Minfilia · 22/04/2023 22:36

Yes, of course. And it feels like something else!

But instant physical attraction/chemistry hasn’t meant long lasting relationships. Quite the opposite, in my case…

Agree! My last instant attraction was a total disaster.

whatthebejesus · 23/04/2023 00:10

Yes absolutely. Someone who was completely unsuitable but omg it was electric. We were never a couple. But had relations on and off for over 10 years. It ended very badly at the end and I haven't seen him in over 10 years now. The connection was unreal. I felt like we really were connected in a way I've never felt with anyone else. It was electric.
Part of me wonders if I saw him now if that would come back all over again. But it's very deep down. Because he betrayed me and I don't forget. The past is best left there

LunaNorth · 23/04/2023 00:11

Yup. Saw him sitting in his car while I was doing the same, waiting to go into a building to start a course. Something just slotted into place.

That was 16 years ago. We’ve been together over a decade, married for four.

It was a long road 😀

Frobisherslament · 23/04/2023 00:15

Yes first with someone at school and it’s never gone. But we are both happily long term married to different people now, so on the rare occasions we encounter one another, we smile and silently remember those school discos and sixth form parties with affection, and swiftly move on.

Second with someone completely inappropriate and much older. He was free single and divorced btw - not inappropriate in that way - inappropriate in that it would never have worked because he was a bit of a player in a very gentlemanly and raffishly humorous way if that’s possible and I didn’t entirely trust him. It was electric while it lasted though! Oh and he looked devine in his uniform 😃. He was like some particularly potent form of an addictive drug and it took
several attempts to wean myself off him!

Wiennetta · 23/04/2023 00:24

Yes, with my now husband. Instant attraction and thought we’d get married. He also thought the same (only found out later as didn’t say this to each other when we first met!)
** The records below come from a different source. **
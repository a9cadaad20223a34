//! Generated version file.
//!
//! Renders [VersionInfo] into a small Python module with one assignment per
//! field, so the built package can report exactly what it was built from.

use std::fs;
use std::path::Path;

use crate::domain::{VersionInfo, VersionSpec};
use crate::error::Result;
use crate::revision::{resolve_revision, RevisionSource};

/// First comment line of every generated file.
pub const GENERATED_HEADER: &str = "# This file is automatically generated by blues-setup";

/// Render the generated file contents.
///
/// Field names and quoting are read back by downstream tooling, so the layout
/// is fixed: five quoted strings and a `True`/`False` release flag.
pub fn render_version_file(info: &VersionInfo) -> String {
    let build_number = info.build_number.as_deref().unwrap_or("None");
    let release = if info.release { "True" } else { "False" };

    format!(
        "\n{header}\n\
         short_version = '{short}'\n\
         build_number = '{build}'\n\
         version = '{version}'\n\
         full_version = '{full}'\n\
         git_revision = '{rev}'\n\
         release = {release}\n",
        header = GENERATED_HEADER,
        short = info.short_version,
        build = build_number,
        version = info.version,
        full = info.full_version,
        rev = info.git_revision,
        release = release,
    )
}

/// Write the generated file to `path`, replacing any previous contents.
pub fn write_version_file(path: &Path, info: &VersionInfo) -> Result<()> {
    if let Some(parent) = path.parent().filter(|p| !p.as_os_str().is_empty()) {
        fs::create_dir_all(parent)?;
    }
    fs::write(path, render_version_file(info))?;
    tracing::info!(path = %path.display(), version = %info.full_version, "wrote version file");
    Ok(())
}

/// Resolve the revision for `work_dir`, compose all versions and write them to `output`.
///
/// Revision lookup failures never abort stamping; only a failed write does.
/// Version strings are written as configured, whatever scheme they follow.
pub fn stamp_version(
    spec: &VersionSpec,
    work_dir: &Path,
    output: &Path,
    source: &dyn RevisionSource,
) -> Result<VersionInfo> {
    let revision = resolve_revision(work_dir, source);
    let info = spec.resolve(revision);

    write_version_file(output, &info)?;
    Ok(info)
}

#[cfg(test)]
mod tests {
    use super::*;
    use crate::domain::UNKNOWN_REVISION;
    use crate::revision::MockRevisionSource;
    use tempfile::TempDir;

    fn git_tree() -> TempDir {
        let dir = TempDir::new().unwrap();
        fs::create_dir(dir.path().join(".git")).unwrap();
        dir
    }

    #[test]
    fn test_render_layout() {
        let info = VersionSpec::new("1.2.3", Some("4"), false).resolve("abcdef1234567");
        let rendered = render_version_file(&info);

        let expected = "\n# This file is automatically generated by blues-setup\n\
                        short_version = '1.2.3'\n\
                        build_number = '4'\n\
                        version = '1.2.3.dev4'\n\
                        full_version = '1.2.3.dev4-abcdef1'\n\
                        git_revision = 'abcdef1234567'\n\
                        release = False\n";
        assert_eq!(rendered, expected);
    }

    #[test]
    fn test_render_released_without_build_number() {
        let info = VersionSpec::new("2.0.0", None, true).resolve("abcdef1234567");
        let rendered = render_version_file(&info);

        assert!(rendered.contains("build_number = 'None'\n"));
        assert!(rendered.contains("full_version = '2.0.0'\n"));
        assert!(rendered.contains("release = True\n"));
    }

    #[test]
    fn test_stamp_writes_file_and_creates_parent() {
        let dir = git_tree();
        let output = dir.path().join("blues").join("version.py");
        let source = MockRevisionSource::with_revision("abcdef1234567");

        let spec = VersionSpec::new("1.2.3", Some("4"), false);
        let info = stamp_version(&spec, dir.path(), &output, &source).unwrap();

        assert_eq!(info.full_version, "1.2.3.dev4-abcdef1");
        let written = fs::read_to_string(&output).unwrap();
        assert_eq!(written, render_version_file(&info));
    }

    #[test]
    fn test_stamp_survives_revision_failure() {
        let dir = git_tree();
        let output = dir.path().join("version.py");
        let source = MockRevisionSource::failing("git: not found");

        let spec = VersionSpec::new("1.2.3", Some("4"), false);
        let info = stamp_version(&spec, dir.path(), &output, &source).unwrap();

        assert_eq!(info.git_revision, UNKNOWN_REVISION);
        assert!(fs::read_to_string(&output)
            .unwrap()
            .contains("git_revision = 'Unknown'"));
    }

    #[test]
    fn test_stamp_accepts_short_and_pre_release_versions() {
        let dir = git_tree();
        let output = dir.path().join("version.py");
        let source = MockRevisionSource::with_revision("abcdef1234567");

        let info = stamp_version(&VersionSpec::new("1.0", None, false), dir.path(), &output, &source)
            .unwrap();
        assert_eq!(info.full_version, "1.0-abcdef1");
        assert!(fs::read_to_string(&output)
            .unwrap()
            .contains("short_version = '1.0'\n"));

        let spec = VersionSpec::new("2.0.0a1", Some("3"), false);
        let info = stamp_version(&spec, dir.path(), &output, &source).unwrap();
        assert_eq!(info.version, "2.0.0a1.dev3");
        assert!(fs::read_to_string(&output)
            .unwrap()
            .contains("full_version = '2.0.0a1.dev3-abcdef1'\n"));
    }

    #[test]
    fn test_stamp_none_build_number() {
        let dir = git_tree();
        let output = dir.path().join("version.py");
        let source = MockRevisionSource::with_revision("abcdef1234567");

        let spec = VersionSpec::new("1.2.3", Some("None"), false);
        let info = stamp_version(&spec, dir.path(), &output, &source).unwrap();

        assert_eq!(info.version, "1.2.3");
        let written = fs::read_to_string(&output).unwrap();
        assert!(written.contains("build_number = 'None'\n"));
        assert!(written.contains("version = '1.2.3'\n"));
        assert!(!written.contains("devNone"));
    }

    #[test]
    fn test_stamp_overwrites_previous_file() {
        let dir = git_tree();
        let output = dir.path().join("version.py");
        fs::write(&output, "stale contents that are much longer than needed\n".repeat(20)).unwrap();

        let source = MockRevisionSource::with_revision("abcdef1234567");
        let spec = VersionSpec::new("1.2.3", None, true);
        let info = stamp_version(&spec, dir.path(), &output, &source).unwrap();

        assert_eq!(fs::read_to_string(&output).unwrap(), render_version_file(&info));
    }
}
JudgeRudy · 23/04/2023 00:28

Maybe I'm naive but I kinda thought most people had. It's happened more than once but the biggie was as a mature woman nor a young girl.
I worked alongside him my 30s and recall one day just leaning forward and touching his shoulder. I literally was drawn to him. I was quite embarrassed....we went our separate ways then years and years later I met him again. He's got podgy with glasses and I've gone a bit grey with a mum tum...but it was exactly the same...worse!
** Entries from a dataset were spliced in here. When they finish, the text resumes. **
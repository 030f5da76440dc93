//! Wavefront OBJ output
//!
//! Writes one object per call with positions, texture coordinates and
//! normals. Tangents have no OBJ record and are dropped. V is flipped on
//! output because OBJ puts the texture origin at the bottom-left.

use std::fs::File;
use std::io::{self, BufWriter, Write};
use std::path::Path;

use tracing::debug;

use crate::mesh::Mesh;

/// Write `mesh` as an OBJ object named `name`
pub fn write_obj<W: Write>(mesh: &Mesh, writer: &mut W, name: &str) -> io::Result<()> {
    writeln!(
        writer,
        "# {} vertices, {} triangles",
        mesh.vertex_count(),
        mesh.triangle_count()
    )?;
    writeln!(writer, "o {name}")?;

    for v in mesh.vertices() {
        let p = v.position;
        writeln!(writer, "v {} {} {}", p.x, p.y, p.z)?;
    }
    for v in mesh.vertices() {
        let t = v.tex_coord;
        writeln!(writer, "vt {} {}", t.x, 1.0 - t.y)?;
    }
    for v in mesh.vertices() {
        let n = v.normal;
        writeln!(writer, "vn {} {} {}", n.x, n.y, n.z)?;
    }

    // OBJ indices are 1-based; v, vt and vn share the same numbering here
    for [a, b, c] in mesh.triangles() {
        let (a, b, c) = (a + 1, b + 1, c + 1);
        writeln!(writer, "f {a}/{a}/{a} {b}/{b}/{b} {c}/{c}/{c}")?;
    }
    Ok(())
}

/// Write `mesh` to an OBJ file at `path`
pub fn save_obj(mesh: &Mesh, path: &Path, name: &str) -> io::Result<()> {
    let mut writer = BufWriter::new(File::create(path)?);
    write_obj(mesh, &mut writer, name)?;
    writer.flush()?;

    debug!("save_obj: wrote '{}' to {}", name, path.display());
    Ok(())
}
So yes, it definitely exists. It was sexual but that wasnt the u derlying atteaction. I mean we were both weathered middle aged people in work clothes. I just wanted to touch him.
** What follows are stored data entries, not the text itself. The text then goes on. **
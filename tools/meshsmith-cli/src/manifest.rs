//! scene.toml manifest parsing
//!
//! A scene lists named shapes that are generated together and packed into
//! one shared vertex/index buffer:
//!
//! ```toml
//! [scene]
//! name = "columns"
//!
//! [[shapes]]
//! name = "pillar"
//! kind = "cylinder"
//! height = 3.0
//! ```

use anyhow::{Context, Result, bail};
use meshsmith::{GeometryBatch, Mesh, Shape, Submesh, save_obj};
use rayon::prelude::*;
use serde::{Deserialize, Serialize};
use std::path::Path;

/// File name of the submesh table written next to the OBJ files
pub const SUBMESH_TABLE: &str = "submeshes.json";

/// Parsed scene manifest
#[derive(Debug)]
pub struct SceneManifest {
    pub scene: SceneSection,
    pub shapes: Vec<ShapeEntry>,
}

/// Scene metadata section
#[derive(Debug, Deserialize)]
pub struct SceneSection {
    #[serde(default = "default_scene_name")]
    pub name: String,
}

impl Default for SceneSection {
    fn default() -> Self {
        Self {
            name: default_scene_name(),
        }
    }
}

fn default_scene_name() -> String {
    "scene".to_string()
}

/// One `[[shapes]]` entry
#[derive(Debug)]
pub struct ShapeEntry {
    pub name: String,
    pub shape: Shape,
}

/// On-disk layout; shape tables are checked field by field in [`shape_from_table`]
#[derive(Debug, Deserialize)]
struct RawManifest {
    #[serde(default)]
    scene: SceneSection,
    #[serde(default)]
    shapes: Vec<toml::Table>,
}

/// Load and parse a manifest file
pub fn load_manifest(path: &Path) -> Result<SceneManifest> {
    let text = std::fs::read_to_string(path)
        .with_context(|| format!("Failed to read manifest: {}", path.display()))?;
    parse_manifest(&text).with_context(|| format!("Invalid manifest: {}", path.display()))
}

/// Parse manifest text
pub fn parse_manifest(text: &str) -> Result<SceneManifest> {
    let raw: RawManifest = toml::from_str(text).context("Failed to parse TOML")?;

    let mut shapes = Vec::with_capacity(raw.shapes.len());
    for (i, mut table) in raw.shapes.into_iter().enumerate() {
        let name = match table.remove("name") {
            Some(toml::Value::String(name)) => name,
            Some(other) => bail!("shapes[{i}]: name must be a string, got {other}"),
            None => bail!("shapes[{i}]: missing name"),
        };
        let shape = shape_from_table(table).with_context(|| format!("shape '{name}'"))?;
        shapes.push(ShapeEntry { name, shape });
    }

    Ok(SceneManifest {
        scene: raw.scene,
        shapes,
    })
}

/// Deserialize a `kind` table into a [`Shape`], rejecting keys the kind
/// does not have
pub fn shape_from_table(table: toml::Table) -> Result<Shape> {
    let kind = match table.get("kind") {
        Some(toml::Value::String(kind)) => kind.clone(),
        Some(other) => bail!("kind must be a string, got {other}"),
        None => bail!("missing kind (one of: {})", Shape::KINDS.join(", ")),
    };
    if !Shape::KINDS.contains(&kind.as_str()) {
        bail!("unknown kind '{kind}' (one of: {})", Shape::KINDS.join(", "));
    }

    let keys: Vec<String> = table.keys().cloned().collect();
    let shape: Shape = toml::Value::Table(table)
        .try_into()
        .with_context(|| format!("invalid {kind} parameters"))?;

    // Serializing back yields every field the kind accepts
    let known = match toml::Value::try_from(shape).context("Failed to serialize shape")? {
        toml::Value::Table(table) => table,
        other => bail!("{kind} serialized to {}, not a table", other.type_str()),
    };
    if let Some(unknown) = keys.iter().find(|k| !known.contains_key(k.as_str())) {
        let mut fields: Vec<&str> = known
            .keys()
            .map(String::as_str)
            .filter(|k| *k != "kind")
            .collect();
        fields.sort_unstable();
        bail!(
            "unknown {kind} parameter '{unknown}' (expected one of: {})",
            fields.join(", ")
        );
    }

    Ok(shape)
}

/// Validate a manifest without writing anything
///
/// Names must be unique and usable as file names, and every shape must
/// build with its parameters.
pub fn validate(manifest: &SceneManifest) -> Result<()> {
    check_names(manifest)?;
    build_all(manifest)?;
    Ok(())
}

/// Check shape names are unique and usable as file names
pub fn check_names(manifest: &SceneManifest) -> Result<()> {
    if manifest.shapes.is_empty() {
        bail!("scene '{}' has no shapes", manifest.scene.name);
    }

    let mut seen = hashbrown::HashSet::new();
    for entry in &manifest.shapes {
        validate_name(&entry.name)?;
        if !seen.insert(entry.name.as_str()) {
            bail!("duplicate shape name '{}'", entry.name);
        }
    }
    Ok(())
}

fn validate_name(name: &str) -> Result<()> {
    let valid = !name.is_empty()
        && name
            .chars()
            .all(|c| c.is_ascii_alphanumeric() || c == '_' || c == '-');
    if !valid {
        bail!("shape name '{name}' must be non-empty and use only [A-Za-z0-9_-]");
    }
    Ok(())
}

/// Generate every shape in parallel, in manifest order
pub fn build_all(manifest: &SceneManifest) -> Result<Vec<(String, Mesh)>> {
    manifest
        .shapes
        .par_iter()
        .map(|entry| {
            let mesh = entry
                .shape
                .build()
                .with_context(|| format!("Failed to build shape '{}'", entry.name))?;
            tracing::debug!(
                "Built '{}' ({}): {} vertices, {} triangles",
                entry.name,
                entry.shape.label(),
                mesh.vertex_count(),
                mesh.triangle_count()
            );
            Ok((entry.name.clone(), mesh))
        })
        .collect()
}

/// Submesh table written as `submeshes.json`
#[derive(Debug, Serialize)]
pub struct SubmeshTable {
    pub scene: String,
    pub vertex_count: usize,
    pub index_count: usize,
    pub submeshes: Vec<SubmeshRecord>,
}

#[derive(Debug, Serialize)]
pub struct SubmeshRecord {
    pub name: String,
    pub kind: &'static str,
    #[serde(flatten)]
    pub submesh: Submesh,
}

/// Pack built meshes into a batch and write one OBJ per shape plus the
/// submesh table into `out_dir`
pub fn write_scene(
    manifest: &SceneManifest,
    meshes: &[(String, Mesh)],
    out_dir: &Path,
) -> Result<SubmeshTable> {
    std::fs::create_dir_all(out_dir)
        .with_context(|| format!("Failed to create output directory: {}", out_dir.display()))?;

    let mut batch = GeometryBatch::new(manifest.scene.name.as_str());
    let mut submeshes = Vec::with_capacity(meshes.len());

    for ((name, mesh), entry) in meshes.iter().zip(&manifest.shapes) {
        let submesh = batch.push(name.as_str(), mesh)?;
        tracing::info!(
            "  {:<20} {:<18} start={:<8} count={:<8} base={}",
            name,
            entry.shape.label(),
            submesh.start_index,
            submesh.index_count,
            submesh.base_vertex
        );

        let path = out_dir.join(format!("{name}.obj"));
        save_obj(mesh, &path, name)
            .with_context(|| format!("Failed to write {}", path.display()))?;

        submeshes.push(SubmeshRecord {
            name: name.clone(),
            kind: entry.shape.label(),
            submesh,
        });
    }

    let table = SubmeshTable {
        scene: batch.name().to_string(),
        vertex_count: batch.vertices().len(),
        index_count: batch.indices().len(),
        submeshes,
    };

    let path = out_dir.join(SUBMESH_TABLE);
    let json = serde_json::to_string_pretty(&table).context("Failed to serialize submesh table")?;
    std::fs::write(&path, json).with_context(|| format!("Failed to write {}", path.display()))?;

    Ok(table)
}

#[cfg(test)]
mod tests {
    use super::*;
    use meshsmith::{CylinderParams, GridParams};
    use std::fs;
    use tempfile::tempdir;

    const SCENE: &str = r#"
        [scene]
        name = "columns"

        [[shapes]]
        name = "floor"
        kind = "grid"
        rows = 4
        cols = 4

        [[shapes]]
        name = "pillar"
        kind = "cylinder"
        top_radius = 0.5
        slice_count = 8
        stack_count = 2
    "#;

    #[test]
    fn test_parse_manifest() {
        let manifest = parse_manifest(SCENE).unwrap();
        assert_eq!(manifest.scene.name, "columns");
        assert_eq!(manifest.shapes.len(), 2);

        assert_eq!(manifest.shapes[0].name, "floor");
        assert_eq!(
            manifest.shapes[0].shape,
            Shape::Grid(GridParams {
                rows: 4,
                cols: 4,
                ..GridParams::default()
            })
        );
        assert_eq!(
            manifest.shapes[1].shape,
            Shape::Cylinder(CylinderParams {
                top_radius: 0.5,
                slice_count: 8,
                stack_count: 2,
                ..CylinderParams::default()
            })
        );
    }

    #[test]
    fn test_scene_section_defaults() {
        let manifest = parse_manifest("[[shapes]]\nname = \"a\"\nkind = \"box\"\n").unwrap();
        assert_eq!(manifest.scene.name, "scene");
    }

    #[test]
    fn test_rejects_unknown_parameter() {
        let err = parse_manifest("[[shapes]]\nname = \"a\"\nkind = \"sphere\"\nradus = 2.0\n")
            .unwrap_err();
        assert!(format!("{err:#}").contains("unknown sphere parameter 'radus'"));
    }

    #[test]
    fn test_rejects_unknown_kind_and_missing_name() {
        let err = parse_manifest("[[shapes]]\nname = \"a\"\nkind = \"torus\"\n").unwrap_err();
        assert!(format!("{err:#}").contains("unknown kind 'torus'"));

        let err = parse_manifest("[[shapes]]\nkind = \"box\"\n").unwrap_err();
        assert!(format!("{err:#}").contains("missing name"));
    }

    #[test]
    fn test_validate_catches_duplicates_and_bad_params() {
        let duplicate = parse_manifest(
            "[[shapes]]\nname = \"a\"\nkind = \"box\"\n[[shapes]]\nname = \"a\"\nkind = \"quad\"\n",
        )
        .unwrap();
        assert!(validate(&duplicate).is_err());

        let bad = parse_manifest("[[shapes]]\nname = \"s\"\nkind = \"sphere\"\nstack_count = 1\n")
            .unwrap();
        let err = validate(&bad).unwrap_err();
        assert!(format!("{err:#}").contains("stack_count must be at least 2"));

        let path_like = parse_manifest("[[shapes]]\nname = \"../x\"\nkind = \"box\"\n").unwrap();
        assert!(validate(&path_like).is_err());

        assert!(validate(&parse_manifest(SCENE).unwrap()).is_ok());
    }

    #[test]
    fn test_bundled_columns_scene() {
        let manifest = parse_manifest(include_str!("../scenes/columns.toml")).unwrap();
        assert_eq!(manifest.scene.name, "columns");
        assert_eq!(manifest.shapes.len(), 12);
        assert!(validate(&manifest).is_ok());
    }

    #[test]
    fn test_load_manifest_from_disk() {
        let dir = tempdir().unwrap();
        let path = dir.path().join("scene.toml");
        fs::write(&path, SCENE).unwrap();

        let manifest = load_manifest(&path).unwrap();
        assert_eq!(manifest.shapes.len(), 2);

        assert!(load_manifest(&dir.path().join("missing.toml")).is_err());
    }

    #[test]
    fn test_build_and_write_scene() {
        let dir = tempdir().unwrap();
        let manifest = parse_manifest(SCENE).unwrap();
        let meshes = build_all(&manifest).unwrap();

        let names: Vec<&str> = meshes.iter().map(|(n, _)| n.as_str()).collect();
        assert_eq!(names, vec!["floor", "pillar"]);

        let table = write_scene(&manifest, &meshes, dir.path()).unwrap();
        assert!(dir.path().join("floor.obj").exists());
        assert!(dir.path().join("pillar.obj").exists());

        // 4x4 grid first, then the cylinder
        assert_eq!(table.submeshes[0].submesh.index_count, 9 * 6);
        assert_eq!(table.submeshes[1].submesh.base_vertex, 16);
        assert_eq!(table.submeshes[1].kind, "cylinder");

        let json: serde_json::Value =
            serde_json::from_str(&fs::read_to_string(dir.path().join(SUBMESH_TABLE)).unwrap())
                .unwrap();
        assert_eq!(json["scene"], "columns");
        assert_eq!(json["submeshes"][1]["name"], "pillar");
        assert_eq!(json["submeshes"][1]["start_index"], 54);
    }
}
I hope you get to experience it too

crazeekat · 23/04/2023 00:32

Yip had a frigging amazing ONS with a guy I met at a party, sounds tacky af but it was abs brill, it was what it was nothing more and I love thinking about it now and again, so passionate. what a secret pleasure never told a soul about it and zero regrets.

BellePeppa · 23/04/2023 00:35

Yes twice (like a punch in the stomach the second I met them). They happened about twelve years apart but neither came to anything and the long relationships I have had weren’t instant attractions. I can look back fondly on those two experiences now but they were too fraught for me at the time as the attraction was too intense.

HeidiUpTheMountain · 23/04/2023 00:36

Christ, yes. Someone I worked with in my first professional job. It was incredible, definitely not a relationship and would never have worked, but a messy, passionate entanglement where we could hardly keep our hands off each other. Started the very first time we laid eyes on each other, and was entirely mutual. Have seen him a number of times since I moved away and it’s still there, nearly 30 years on. However I’ve been happily married to the most wonderful man for the past 20 of those years, so would never do anything about it now. Still turn to water when he looks at me sideways and smiles, though.